In Germany, at the Ravensbruck Concentration Camp Memorial.
It was a sobering day learning more about the tragedies that occurred in this horrible place.
The camp memorial estimates that 132,000 women were in the camp including about 48,000 from Poland, 28,000 from the Soviet Union, 24,000 from Germany and Austria, 8,000 from France, and thousands from other countries including the UK and U.S. More than 20,000 of the total were Jewish.

This wall still shows where the swastika symbol was during that time.

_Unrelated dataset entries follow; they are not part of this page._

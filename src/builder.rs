//! Page builder: bundle, evaluate, render and write HTML.

use crate::assets::AssetEntry;
use crate::bundler::Bundler;
use crate::cache::TransformCache;
use crate::config::BuildOptions;
use crate::error::{BuildError, BuildResult};
use crate::evaluate::{evaluate, Exports, HostModules};
use crate::fs::FileSystem;
use crate::plugin::Plugin;
use crate::render::render;
use crate::vnode::Value;
use indexmap::IndexMap;
use lazy_static::lazy_static;
use rayon::prelude::*;
use regex::Regex;
use serde::Serialize;
use std::io;
use std::path::{Path, PathBuf};
use std::sync::Arc;
use tracing::{info, warn};

lazy_static! {
    static ref ROUTE_PARAM: Regex = Regex::new(r"\[([^\]]+)\]").unwrap();
}

pub const STATIC_PATHS_EXPORT: &str = "getStaticPaths";

/// Stack for threads that evaluate and render pages; deep script recursion runs on it.
const EVAL_STACK_SIZE: usize = 64 * 1024 * 1024;

#[derive(Debug, Clone, Serialize)]
#[serde(rename_all = "camelCase")]
pub struct BuiltPage {
    pub source: PathBuf,
    pub output_path: PathBuf,
    pub html: String,
    pub assets: Vec<AssetEntry>,
    /// Route parameters this page was rendered with, for dynamic routes.
    #[serde(skip_serializing_if = "Option::is_none")]
    pub params: Option<serde_json::Value>,
}

#[derive(Debug, Clone, Serialize)]
#[serde(rename_all = "camelCase")]
pub struct PageFailure {
    pub source: PathBuf,
    pub code: &'static str,
    pub message: String,
}

impl PageFailure {
    fn new(source: &Path, error: &BuildError) -> Self {
        Self {
            source: source.to_path_buf(),
            code: error.code(),
            message: error.to_string(),
        }
    }
}

#[derive(Debug, Clone, Default, Serialize)]
#[serde(rename_all = "camelCase")]
pub struct BuildReport {
    pub pages: Vec<BuiltPage>,
    pub failures: Vec<PageFailure>,
}

impl BuildReport {
    /// Every HTML file written by this build.
    pub fn html_files(&self) -> Vec<&Path> {
        self.pages.iter().map(|p| p.output_path.as_path()).collect()
    }

    pub fn is_success(&self) -> bool {
        self.failures.is_empty()
    }
}

/// `route` with every `[key]` replaced by `params[key]`.
pub fn substitute_params(route: &str, params: &IndexMap<String, Value>) -> String {
    ROUTE_PARAM
        .replace_all(route, |caps: &regex::Captures<'_>| match params.get(&caps[1]) {
            Some(value) => value.to_js_string(),
            None => caps[0].to_string(),
        })
        .into_owned()
}

pub fn is_dynamic_route(route: &str) -> bool {
    ROUTE_PARAM.is_match(route)
}

fn html_route(route: &Path) -> String {
    route.with_extension("html").to_string_lossy().replace('\\', "/")
}

// ═══════════════════════════════════════════════════════════════════════════════
// PAGE BUILDER
// ═══════════════════════════════════════════════════════════════════════════════

#[derive(Clone)]
pub struct PageBuilder {
    bundler: Bundler,
    host: HostModules,
}

impl PageBuilder {
    pub fn new(options: BuildOptions) -> Self {
        let shared_cache = options.cache_dir.is_none();
        let mut bundler = Bundler::new(options);
        if shared_cache {
            bundler = bundler.with_transform_cache(Arc::new(TransformCache::in_memory()));
        }
        Self::from_bundler(bundler)
    }

    pub fn from_bundler(bundler: Bundler) -> Self {
        Self {
            bundler,
            host: HostModules::default(),
        }
    }

    pub fn with_fs(mut self, fs: Arc<dyn FileSystem>) -> Self {
        self.bundler = self.bundler.with_fs(fs);
        self
    }

    pub fn with_plugin(mut self, plugin: impl Plugin + 'static) -> Self {
        self.bundler = self.bundler.with_plugin(plugin);
        self
    }

    pub fn with_host_modules(mut self, host: HostModules) -> Self {
        self.host = host;
        self
    }

    pub fn options(&self) -> &BuildOptions {
        self.bundler.options()
    }

    /// Builds one page file; its output is named after the file alone.
    pub fn build_file(&self, entry: &Path) -> BuildResult<Vec<BuiltPage>> {
        let route = entry.file_name().map(PathBuf::from).unwrap_or_default();
        self.build_route(entry, &route)
    }

    /// Builds `entry` as the page at `route`, relative to the output directory.
    pub fn build_route(&self, entry: &Path, route: &Path) -> BuildResult<Vec<BuiltPage>> {
        std::thread::scope(|scope| {
            let worker = std::thread::Builder::new()
                .name("ono-page".to_string())
                .stack_size(EVAL_STACK_SIZE)
                .spawn_scoped(scope, || self.render_route(entry, route))
                .map_err(|e| BuildError::io(entry, e))?;
            match worker.join() {
                Ok(result) => result,
                Err(panic) => std::panic::resume_unwind(panic),
            }
        })
    }

    fn render_route(&self, entry: &Path, route: &Path) -> BuildResult<Vec<BuiltPage>> {
        let bundle = self.bundler.bundle(entry)?;
        let exports = evaluate(&bundle.code, entry, self.options(), &self.host)?;
        let component = exports.default_component(entry)?;
        let route = html_route(route);

        if !is_dynamic_route(&route) {
            let html = render_page(&exports, &component, Value::empty_object())?;
            let page = self.emit(entry, &route, html, bundle.assets, None)?;
            return Ok(vec![page]);
        }

        let paths = static_paths(&exports, entry)?;
        let mut pages = Vec::with_capacity(paths.len());
        for params in paths {
            let output_route = substitute_params(&route, &params);
            if is_dynamic_route(&output_route) {
                warn!(page = %entry.display(), route = %output_route, "route parameter left unfilled");
            }
            let params = Value::object(params);
            let mut props = IndexMap::new();
            props.insert("params".to_string(), params.clone());
            let html = render_page(&exports, &component, Value::object(props))?;
            pages.push(self.emit(entry, &output_route, html, bundle.assets.clone(), params.to_json())?);
        }
        Ok(pages)
    }

    /// Builds every page file below `pages_dir`. A failing page is reported without stopping
    /// the rest.
    pub fn build_all(&self, pages_dir: &Path) -> BuildResult<BuildReport> {
        let fs = self.bundler.fs();
        let files = fs.list_files(pages_dir).map_err(|e| match e.kind() {
            io::ErrorKind::NotFound => BuildError::FileNotFound {
                path: pages_dir.to_path_buf(),
                referenced_from: None,
            },
            _ => BuildError::io(pages_dir, e),
        })?;
        let entries: Vec<PathBuf> = files
            .into_iter()
            .filter(|path| self.options().is_page_file(path))
            .collect();

        let pool = rayon::ThreadPoolBuilder::new()
            .thread_name(|i| format!("ono-page-{i}"))
            .stack_size(EVAL_STACK_SIZE)
            .build()
            .map_err(|e| BuildError::io(pages_dir, io::Error::other(e)))?;
        let results: Vec<(PathBuf, BuildResult<Vec<BuiltPage>>)> = pool.install(|| {
            entries
                .par_iter()
                .map(|entry| {
                    let route = entry.strip_prefix(pages_dir).unwrap_or(entry);
                    (entry.clone(), self.render_route(entry, route))
                })
                .collect()
        });

        let mut report = BuildReport::default();
        for (entry, result) in results {
            match result {
                Ok(pages) => report.pages.extend(pages),
                Err(error) => {
                    warn!(page = %entry.display(), code = error.code(), error = %error, "page failed to build");
                    report.failures.push(PageFailure::new(&entry, &error));
                }
            }
        }
        info!(
            pages = report.pages.len(),
            failures = report.failures.len(),
            "build finished"
        );
        Ok(report)
    }

    fn emit(
        &self,
        source: &Path,
        route: &str,
        html: String,
        assets: Vec<AssetEntry>,
        params: Option<serde_json::Value>,
    ) -> BuildResult<BuiltPage> {
        let output_path = match &self.options().output_dir {
            Some(dir) => {
                let path = dir.join(route);
                write_atomic(self.bundler.fs(), &path, html.as_bytes())?;
                info!(page = %source.display(), output = %path.display(), "built page");
                path
            }
            None => PathBuf::from(route),
        };
        Ok(BuiltPage {
            source: source.to_path_buf(),
            output_path,
            html,
            assets,
            params,
        })
    }
}
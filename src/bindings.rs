//! Node bindings. JSON in, JSON out.

use crate::builder::PageBuilder;
use crate::bundler::Bundler;
use crate::config::BuildOptions;
use crate::error::BuildError;
use napi_derive::napi;
use serde::Serialize;
use std::path::Path;

fn to_napi(err: BuildError) -> napi::Error {
    napi::Error::from_reason(format!("[{}] {}", err.code(), err))
}

fn options_from(options: Option<serde_json::Value>) -> napi::Result<BuildOptions> {
    match options {
        None | Some(serde_json::Value::Null) => Ok(BuildOptions::default()),
        Some(value) => BuildOptions::from_json_str(&value.to_string()).map_err(to_napi),
    }
}

fn to_json(value: &impl Serialize) -> napi::Result<serde_json::Value> {
    serde_json::to_value(value).map_err(|e| napi::Error::from_reason(e.to_string()))
}

#[napi]
pub fn bundle_native(entry: String, options: Option<serde_json::Value>) -> napi::Result<serde_json::Value> {
    let options = options_from(options)?;
    let bundle = Bundler::new(options).bundle(Path::new(&entry)).map_err(to_napi)?;
    to_json(&bundle)
}

#[napi]
pub fn build_file_native(entry: String, options: Option<serde_json::Value>) -> napi::Result<serde_json::Value> {
    let options = options_from(options)?;
    let pages = PageBuilder::new(options)
        .build_file(Path::new(&entry))
        .map_err(to_napi)?;
    to_json(&pages)
}

#[napi]
pub fn build_all_native(pages_dir: String, options: Option<serde_json::Value>) -> napi::Result<serde_json::Value> {
    let options = options_from(options)?;
    let report = PageBuilder::new(options)
        .build_all(Path::new(&pages_dir))
        .map_err(to_napi)?;
    to_json(&report)
}
use dashmap::DashMap;
use serde::{Deserialize, Serialize};
use sha2::{Digest, Sha256};
use std::fs;
use std::path::{Path, PathBuf};
use tracing::warn;

#[derive(Debug, Clone, Serialize, Deserialize)]
pub struct CacheEntry {
    pub hash: String,
    pub code: String,
}

/// Content-addressed memo of transformed module text. Entries live in memory for the cache's
/// lifetime and, with a directory, persist as one JSON file per module.
#[derive(Debug, Default)]
pub struct TransformCache {
    cache_dir: Option<PathBuf>,
    memory: DashMap<PathBuf, CacheEntry>,
}

impl TransformCache {
    pub fn in_memory() -> Self {
        Self::default()
    }

    pub fn with_dir(cache_dir: impl Into<PathBuf>) -> Self {
        let cache_dir = cache_dir.into();
        if !cache_dir.exists() {
            fs::create_dir_all(&cache_dir).ok();
        }
        Self {
            cache_dir: Some(cache_dir),
            memory: DashMap::new(),
        }
    }

    /// Digest of the source plus a salt naming the transform configuration.
    pub fn compute_hash(source: &str, salt: &str) -> String {
        let mut hasher = Sha256::new();
        hasher.update(salt.as_bytes());
        hasher.update([0u8]);
        hasher.update(source.as_bytes());
        format!("{:x}", hasher.finalize())
    }

    fn get_cache_path(&self, file_path: &Path) -> Option<PathBuf> {
        let dir = self.cache_dir.as_ref()?;
        let safe_name = file_path
            .to_string_lossy()
            .replace('/', "_")
            .replace('\\', "_")
            .replace(':', "_");
        Some(dir.join(format!("{}.json", safe_name)))
    }

    pub fn get(&self, file_path: &Path, source: &str, salt: &str) -> Option<String> {
        let current_hash = Self::compute_hash(source, salt);

        if let Some(entry) = self.memory.get(file_path) {
            if entry.hash == current_hash {
                return Some(entry.code.clone());
            }
        }

        let cache_path = self.get_cache_path(file_path)?;
        if !cache_path.exists() {
            return None;
        }
        let data = fs::read_to_string(&cache_path).ok()?;
        let entry: CacheEntry = match serde_json::from_str(&data) {
            Ok(e) => e,
            Err(e) => {
                warn!(file = %file_path.display(), error = %e, "discarding corrupt cache entry");
                fs::remove_file(cache_path).ok();
                return None;
            }
        };

        if entry.hash == current_hash {
            let code = entry.code.clone();
            self.memory.insert(file_path.to_path_buf(), entry);
            Some(code)
        } else {
            None
        }
    }

    pub fn set(&self, file_path: &Path, source: &str, salt: &str, code: &str) {
        let entry = CacheEntry {
            hash: Self::compute_hash(source, salt),
            code: code.to_string(),
        };
        if let Some(cache_path) = self.get_cache_path(file_path) {
            if let Ok(data) = serde_json::to_string(&entry) {
                fs::write(cache_path, data).ok();
            }
        }
        self.memory.insert(file_path.to_path_buf(), entry);
    }

    pub fn len(&self) -> usize {
        self.memory.len()
    }

    pub fn is_empty(&self) -> bool {
        self.memory.is_empty()
    }
}

#[cfg(test)]
mod tests {
    use super::*;

    #[test]
    fn test_hit_requires_same_source_and_salt() {
        let cache = TransformCache::in_memory();
        let path = Path::new("/s/a.jsx");
        cache.set(path, "<p/>", "h|Fragment", "h(\"p\", null)");
        assert_eq!(cache.get(path, "<p/>", "h|Fragment").as_deref(), Some("h(\"p\", null)"));
        assert_eq!(cache.get(path, "<p />", "h|Fragment"), None);
        assert_eq!(cache.get(path, "<p/>", "jsx|Frag"), None);
    }

    #[test]
    fn test_persists_across_instances() {
        let dir = tempfile::tempdir().unwrap();
        let path = Path::new("/s/b.jsx");
        TransformCache::with_dir(dir.path()).set(path, "src", "salt", "out");
        let reopened = TransformCache::with_dir(dir.path());
        assert_eq!(reopened.get(path, "src", "salt").as_deref(), Some("out"));
    }

    #[test]
    fn test_corrupt_entry_is_discarded() {
        let dir = tempfile::tempdir().unwrap();
        let cache = TransformCache::with_dir(dir.path());
        let path = Path::new("/s/c.jsx");
        let cache_file = cache.get_cache_path(path).unwrap();
        fs::write(&cache_file, "{ not json").unwrap();
        assert_eq!(cache.get(path, "src", "salt"), None);
        assert!(!cache_file.exists());
    }
}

A guitar played by one of the prisoners

If you've read The Hiding Place, you know that this is the place where Corrie and Betsie Ten Boom were taken after they were caught hiding and helping Jews in their home in Haarlem, Netherlands. More than 80% of the prisoners were political prisoners like Corrie and Betsy. 
 

The cold, gloomy day fit the terrible realities of this camp's history. There were up to 45,000 women prisoners here at one time. 50,000 of them perished from disease, starvation, overwork and despair; some 2,200 were killed in the gas chambers.
Betsie Ten Boom died in the building that used to be in this exact spot.
All the inmates were required to do heavy labor ranging from strenuous outdoor jobs to production of textiles and electrical components. 




A wall commemorating the prisoners from all the different countries
In January 1945, the SS transformed a hut near the crematorium into a gas chamber where the Germans gassed several thousand prisoners before the camp's liberation in April 1945

With the Soviet Red Army approaching, the SS decided to remove as many prisoners as they could in order to avoid leaving live witnesses behind who could testify as to what had occurred in the camp. The SS ordered all physically capable women to form a column and exit the camp, forcing over 24,500 prisoners on a death march. On April 30,1945, fewer than 3,500 malnourished and sickly prisoners were discovered alive at the camp when it was liberated by the Red Army.
Next to the camp wall and crematoriuim is The Schwedtsee Lake. You can see the church steeple across the lake where the town's people turned a blind eye to the Camp's evil doings.

The Memorial statue, "Women with Burden" created in 1959 remembers the brave women who lived and died here. Many of them, like Betsie Ten Boom, gave their own lives to save Jewish men, women, and children.